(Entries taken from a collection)
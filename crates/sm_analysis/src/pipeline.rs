use std::fmt;
use std::path::{Path, PathBuf};
use std::sync::Arc;

use sm_core::config::Settings;
use sm_core::{
    Article, Error, Language, NarrationScript, NewsAnalysis, NewsSource, Result, SpeechRenderer, Translator,
};
use tracing::info;

use crate::narration::NarrationBuilder;
use crate::report::aggregate;
use crate::sentiment::SentimentScorer;
use crate::synthesis::SpeechSynthesizer;
use crate::topics::TopicExtractor;

/// Request-scoped processing over long-lived service handles:
/// fetch, then score and extract, then report or narrate and synthesize.
pub struct NewsPipeline {
    source: Arc<dyn NewsSource>,
    scorer: SentimentScorer,
    topics: TopicExtractor,
    narrator: NarrationBuilder,
    synthesizer: SpeechSynthesizer,
    language: Language,
}

impl fmt::Debug for NewsPipeline {
    fn fmt(&self, f: &mut fmt::Formatter<'_>) -> fmt::Result {
        f.debug_struct("NewsPipeline")
            .field("source", &self.source.name())
            .field("scorer", &self.scorer)
            .field("narrator", &self.narrator)
            .field("synthesizer", &self.synthesizer)
            .field("language", &self.language)
            .finish()
    }
}

impl NewsPipeline {
    pub fn new(
        source: Arc<dyn NewsSource>,
        translator: Arc<dyn Translator>,
        renderer: Arc<dyn SpeechRenderer>,
    ) -> Self {
        Self {
            source,
            scorer: SentimentScorer::default(),
            topics: TopicExtractor::default(),
            narrator: NarrationBuilder::new(translator),
            synthesizer: SpeechSynthesizer::new(renderer),
            language: Language::Hindi,
        }
    }

    /// Apply translation timeout, speech cleanup and voice language from settings.
    pub fn with_settings(mut self, settings: &Settings) -> Self {
        self.narrator = self
            .narrator
            .with_timeout(settings.translation.timeout())
            .with_speech_cleanup(settings.speech.clean_for_speech);
        self.language = settings.speech.language;
        self
    }

    pub fn with_scorer(mut self, scorer: SentimentScorer) -> Self {
        self.scorer = scorer;
        self
    }

    pub fn with_topics(mut self, topics: TopicExtractor) -> Self {
        self.topics = topics;
        self
    }

    pub fn language(&self) -> Language {
        self.language
    }

    /// Articles for a company; an empty result is `NotFound`.
    pub async fn fetch(&self, company: &str) -> Result<Vec<Article>> {
        info!("🔍 Fetching news for '{}' from {}...", company, self.source.name());
        let articles = self.source.fetch_articles(company).await?;
        if articles.is_empty() {
            return Err(Error::NotFound(format!("No news articles found for '{}'.", company)));
        }
        info!("✅ Retrieved {} articles.", articles.len());
        Ok(articles)
    }

    /// Articles with sentiment and topics attached, plus the aggregate report.
    pub async fn analyze(&self, company: &str) -> Result<NewsAnalysis> {
        let mut articles = self.fetch(company).await?;
        self.scorer.apply(&mut articles);
        self.topics.apply(&mut articles);
        let report = aggregate(&articles);
        info!("📊 Report ready: {} unique topics", report.unique_topics.len());

        Ok(NewsAnalysis {
            company: company.to_string(),
            articles,
            report,
        })
    }

    /// Articles with sentiment only.
    pub async fn sentiment(&self, company: &str) -> Result<Vec<Article>> {
        let mut articles = self.fetch(company).await?;
        self.scorer.apply(&mut articles);
        Ok(articles)
    }

    pub async fn narrate(&self, articles: &[Article]) -> Result<NarrationScript> {
        if !articles.iter().any(Article::has_usable_text) {
            return Err(Error::NoContent("No valid news summaries for TTS".to_string()));
        }
        self.narrator
            .build(articles)
            .await
            .ok_or_else(|| Error::NoContent("No news summaries could be narrated in Hindi".to_string()))
    }

    /// Fetch, narrate and synthesize the Hindi audio summary to `output`.
    pub async fn generate_audio(&self, company: &str, output: &Path) -> Result<PathBuf> {
        let articles = self.fetch(company).await?;
        let script = self.narrate(&articles).await?;
        info!("📝 Narration has {} lines", script.len());
        self.synthesizer.synthesize(&script.text(), output, self.language).await
    }
}

#[cfg(test)]
mod tests {
    use super::*;
    use crate::stubs::{article, EchoTranslator, StubRenderer, StubSource};
    use sm_core::Sentiment;

    fn pipeline(source: StubSource, renderer: StubRenderer) -> NewsPipeline {
        NewsPipeline::new(Arc::new(source), Arc::new(EchoTranslator::default()), Arc::new(renderer))
    }

    fn acme() -> StubSource {
        StubSource::with_articles(vec![article("", "Acme profits rose sharply"), article("", "")])
    }

    #[tokio::test]
    async fn test_acme_end_to_end() {
        let pipeline = pipeline(acme(), StubRenderer::new());

        let scored = pipeline.sentiment("Acme").await.unwrap();
        let labels: Vec<_> = scored.iter().map(|a| a.sentiment).collect();
        assert_eq!(labels, vec![Some(Sentiment::Positive), Some(Sentiment::Unknown)]);
        assert!(scored.iter().all(|a| a.topics.is_none()));

        let script = pipeline.narrate(&scored).await.unwrap();
        assert_eq!(script.len(), 1);
        assert!(script.lines()[0].starts_with("समाचार 1: "));
    }

    #[tokio::test]
    async fn test_empty_fetch_is_not_found() {
        let pipeline = pipeline(StubSource::with_articles(Vec::new()), StubRenderer::new());
        let err = pipeline.analyze("Nobody").await.unwrap_err();
        assert!(matches!(&err, Error::NotFound(_)));
        assert_eq!(err.to_string(), "No news articles found for 'Nobody'.");
    }

    #[tokio::test]
    async fn test_upstream_failure_propagates() {
        let pipeline = pipeline(StubSource::unavailable(), StubRenderer::new());
        let err = pipeline.fetch("Acme").await.unwrap_err();
        assert!(matches!(err, Error::UpstreamUnavailable { .. }));
    }

    #[tokio::test]
    async fn test_analyze_attaches_sentiment_topics_and_report() {
        let source = StubSource::with_articles(vec![
            article("Deal", "Tesla signed a $2 billion deal in India."),
            article("Slump", "Tesla shares plunged after the fraud scandal."),
            article("Title only", ""),
        ]);
        let analysis = pipeline(source, StubRenderer::new()).analyze("Tesla").await.unwrap();

        assert_eq!(analysis.company, "Tesla");
        assert_eq!(analysis.articles.len(), 3);
        assert_eq!(analysis.articles[1].sentiment, Some(Sentiment::Negative));
        assert_eq!(
            analysis.articles[0].topics,
            Some(vec!["Tesla".to_string(), "2 billion".to_string(), "India".to_string()])
        );
        assert_eq!(analysis.articles[2].topics, Some(Vec::new()));
        assert_eq!(analysis.report.most_common_topics[0], ("Tesla".to_string(), 2));
        assert_eq!(analysis.report.sentiment_distribution.values().sum::<usize>(), 3);
    }

    #[tokio::test]
    async fn test_narrate_without_text_is_no_content() {
        let pipeline = pipeline(acme(), StubRenderer::new());
        let err = pipeline.narrate(&[article("", ""), article(" ", "")]).await.unwrap_err();
        assert!(matches!(&err, Error::NoContent(_)));
        assert_eq!(err.to_string(), "No valid news summaries for TTS");
    }

    #[tokio::test]
    async fn test_narrate_with_only_empty_translations_is_no_content() {
        let pipeline = pipeline(acme(), StubRenderer::new());
        let err = pipeline.narrate(&[article("", "EMPTY text")]).await.unwrap_err();
        assert!(matches!(err, Error::NoContent(_)));
    }

    #[tokio::test]
    async fn test_generate_audio_writes_file() {
        let dir = tempfile::tempdir().unwrap();
        let output = dir.path().join("news_summary.mp3");
        let renderer = Arc::new(StubRenderer::new());
        let pipeline = NewsPipeline::new(Arc::new(acme()), Arc::new(EchoTranslator::default()), renderer.clone());

        let path = pipeline.generate_audio("Acme", &output).await.unwrap();
        assert_eq!(path, output);
        assert!(output.exists());
        assert_eq!(renderer.requests(), vec!["समाचार 1: HI(Acme profits rose sharply)".to_string()]);
    }

    #[tokio::test]
    async fn test_generate_audio_failure_leaves_no_file() {
        let dir = tempfile::tempdir().unwrap();
        let output = dir.path().join("news_summary.mp3");
        let pipeline = pipeline(acme(), StubRenderer::failing());

        let err = pipeline.generate_audio("Acme", &output).await.unwrap_err();
        assert!(matches!(err, Error::SynthesisFailed(_)));
        assert!(!output.exists());
    }

    #[tokio::test]
    async fn test_settings_are_applied() {
        let mut settings = Settings::default();
        settings.speech.language = Language::English;
        let pipeline = pipeline(acme(), StubRenderer::new()).with_settings(&settings);
        assert_eq!(pipeline.language(), Language::English);
    }
}
use async_trait::async_trait;
use chrono::{DateTime, Utc};
use serde::{Deserialize, Serialize};
use tracing::warn;

use crate::types::{Article, Report};
use crate::Result;

#[derive(Debug, Clone, Copy, PartialEq, Eq, Hash, Serialize, Deserialize)]
#[serde(rename_all = "snake_case")]
pub enum SnapshotKind {
    News,
    Sentiment,
}

impl SnapshotKind {
    pub fn file_name(&self) -> &'static str {
        match self {
            SnapshotKind::News => "news_data.json",
            SnapshotKind::Sentiment => "sentiment_data.json",
        }
    }
}

/// Debug copy of the latest result set. Written, never read back.
#[derive(Debug, Clone, Serialize, Deserialize)]
pub struct Snapshot {
    pub kind: SnapshotKind,
    pub company: String,
    pub saved_at: DateTime<Utc>,
    pub articles: Vec<Article>,
    #[serde(default, skip_serializing_if = "Option::is_none")]
    pub report: Option<Report>,
}

impl Snapshot {
    pub fn news(company: &str, articles: &[Article], report: &Report) -> Self {
        Self {
            kind: SnapshotKind::News,
            company: company.to_string(),
            saved_at: Utc::now(),
            articles: articles.to_vec(),
            report: Some(report.clone()),
        }
    }

    pub fn sentiment(company: &str, articles: &[Article]) -> Self {
        Self {
            kind: SnapshotKind::Sentiment,
            company: company.to_string(),
            saved_at: Utc::now(),
            articles: articles.to_vec(),
            report: None,
        }
    }
}

#[async_trait]
pub trait SnapshotStore: Send + Sync {
    /// Overwrite the snapshot of the given kind
    async fn save(&self, snapshot: &Snapshot) -> Result<()>;

    /// Save, logging a failure at warn instead of returning it
    async fn save_or_warn(&self, snapshot: &Snapshot) {
        if let Err(e) = self.save(snapshot).await {
            warn!("⚠️ Could not save {}: {}", snapshot.kind.file_name(), e);
        }
    }
}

* Exercise aim: What you write should match, character for character, the lines from the one with "report: &Report) ->" to the end of the data, both included.

* Response below:
    pub fn news(company: &str, articles: &[Article], report: &Report) -> Self {
        Self {
            kind: SnapshotKind::News,
            company: company.to_string(),
            saved_at: Utc::now(),
            articles: articles.to_vec(),
            report: Some(report.clone()),
        }
    }

    pub fn sentiment(company: &str, articles: &[Article]) -> Self {
        Self {
            kind: SnapshotKind::Sentiment,
            company: company.to_string(),
            saved_at: Utc::now(),
            articles: articles.to_vec(),
            report: None,
        }
    }
}

#[async_trait]
pub trait SnapshotStore: Send + Sync {
    /// Overwrite the snapshot of the given kind
    async fn save(&self, snapshot: &Snapshot) -> Result<()>;

    /// Save, logging a failure at warn instead of returning it
    async fn save_or_warn(&self, snapshot: &Snapshot) {
        if let Err(e) = self.save(snapshot).await {
            warn!("⚠️ Could not save {}: {}", snapshot.kind.file_name(), e);
        }
    }
}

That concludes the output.